Data records
================================

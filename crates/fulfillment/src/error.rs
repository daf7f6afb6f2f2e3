//! Unified error handling with Sentry integration.
//!
//! Provides a unified `AppError` type that captures server-side errors to
//! Sentry before responding. All route handlers return
//! `Result<T, AppError>`; the mapping here is the single place that
//! decides which failures shoppers see and which stay internal.

use axum::{
    http::StatusCode,
    response::{IntoResponse, Response},
};
use thiserror::Error;

use crate::db::RepositoryError;
use crate::services::checkout::CheckoutError;
use crate::services::confirmation::ConfirmationError;
use crate::services::orders::TransitionError;

/// Application-level error type for the fulfillment service.
#[derive(Debug, Error)]
pub enum AppError {
    /// Checkout failed.
    #[error("Checkout error: {0}")]
    Checkout(#[from] CheckoutError),

    /// Payment webhook processing failed.
    #[error("Confirmation error: {0}")]
    Confirmation(#[from] ConfirmationError),

    /// Administrative order transition failed.
    #[error("Transition error: {0}")]
    Transition(#[from] TransitionError),

    /// Database operation failed.
    #[error("Database error: {0}")]
    Database(#[from] RepositoryError),

    /// Resource not found.
    #[error("Not found: {0}")]
    NotFound(String),

    /// Missing or invalid operator credential.
    #[error("Unauthorized: {0}")]
    Unauthorized(String),

    /// Bad request from client.
    #[error("Bad request: {0}")]
    BadRequest(String),

    /// Internal server error.
    #[error("Internal error: {0}")]
    Internal(String),
}

impl AppError {
    /// Whether this error is the server's fault rather than the
    /// caller's. Server faults are captured to Sentry and masked in the
    /// response body.
    const fn is_server_error(&self) -> bool {
        match self {
            Self::Checkout(err) => matches!(
                err,
                CheckoutError::Ledger(_)
                    | CheckoutError::Repository(_)
                    | CheckoutError::TotalOverflow
            ),
            Self::Confirmation(err) => matches!(
                err,
                ConfirmationError::Ledger(_) | ConfirmationError::Repository(_)
            ),
            Self::Transition(err) => matches!(
                err,
                TransitionError::Ledger(_) | TransitionError::Repository(_)
            ),
            Self::Database(_) | Self::Internal(_) => true,
            Self::NotFound(_) | Self::Unauthorized(_) | Self::BadRequest(_) => false,
        }
    }

    fn status_code(&self) -> StatusCode {
        match self {
            Self::Checkout(err) => match err {
                CheckoutError::EmptyCart
                | CheckoutError::InvalidQuantity { .. }
                | CheckoutError::UnknownProduct { .. } => StatusCode::BAD_REQUEST,
                CheckoutError::ProductUnavailable { .. }
                | CheckoutError::InsufficientStock { .. } => StatusCode::CONFLICT,
                CheckoutError::OrderTooSmall { .. } => StatusCode::UNPROCESSABLE_ENTITY,
                CheckoutError::TotalOverflow
                | CheckoutError::Ledger(_)
                | CheckoutError::Repository(_) => StatusCode::INTERNAL_SERVER_ERROR,
            },
            Self::Confirmation(err) => match err {
                ConfirmationError::OrderNotFound => StatusCode::NOT_FOUND,
                ConfirmationError::OwnershipMismatch | ConfirmationError::AmountMismatch => {
                    StatusCode::FORBIDDEN
                }
                ConfirmationError::ReservationExpired => StatusCode::CONFLICT,
                ConfirmationError::Ledger(_) | ConfirmationError::Repository(_) => {
                    StatusCode::INTERNAL_SERVER_ERROR
                }
            },
            Self::Transition(err) => match err {
                TransitionError::NotFound => StatusCode::NOT_FOUND,
                TransitionError::InvalidTransition { .. } => StatusCode::CONFLICT,
                TransitionError::OwnershipMismatch => StatusCode::FORBIDDEN,
                TransitionError::Ledger(_) | TransitionError::Repository(_) => {
                    StatusCode::INTERNAL_SERVER_ERROR
                }
            },
            Self::Database(_) | Self::Internal(_) => StatusCode::INTERNAL_SERVER_ERROR,
            Self::NotFound(_) => StatusCode::NOT_FOUND,
            Self::Unauthorized(_) => StatusCode::UNAUTHORIZED,
            Self::BadRequest(_) => StatusCode::BAD_REQUEST,
        }
    }
}

impl IntoResponse for AppError {
    fn into_response(self) -> Response {
        if self.is_server_error() {
            let event_id = sentry::capture_error(&self);
            tracing::error!(
                error = %self,
                sentry_event_id = %event_id,
                "Request error"
            );
        }

        let status = self.status_code();

        // Don't expose internal error details to clients
        let message = if self.is_server_error() {
            "Internal server error".to_string()
        } else {
            self.to_string()
        };

        (status, message).into_response()
    }
}

/// Result type alias for `AppError`.
pub type Result<T> = std::result::Result<T, AppError>;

================================

§ **Task description**: Could you please retype the lines from the start of the data through the line with "Database operation failed.", both included, and nothing else?

§ **Reply to the task**:
filename crates/fulfillment/src/error.rs
repository daf7f6afb6f2f2e3
//! Unified error handling with Sentry integration.
//!
//! Provides a unified `AppError` type that captures server-side errors to
//! Sentry before responding. All route handlers return
//! `Result<T, AppError>`; the mapping here is the single place that
//! decides which failures shoppers see and which stay internal.

use axum::{
    http::StatusCode,
    response::{IntoResponse, Response},
};
use thiserror::Error;

use crate::db::RepositoryError;
use crate::services::checkout::CheckoutError;
use crate::services::confirmation::ConfirmationError;
use crate::services::orders::TransitionError;

/// Application-level error type for the fulfillment service.
#[derive(Debug, Error)]
pub enum AppError {
    /// Checkout failed.
    #[error("Checkout error: {0}")]
    Checkout(#[from] CheckoutError),

    /// Payment webhook processing failed.
    #[error("Confirmation error: {0}")]
    Confirmation(#[from] ConfirmationError),

    /// Administrative order transition failed.
    #[error("Transition error: {0}")]
    Transition(#[from] TransitionError),

    /// Database operation failed.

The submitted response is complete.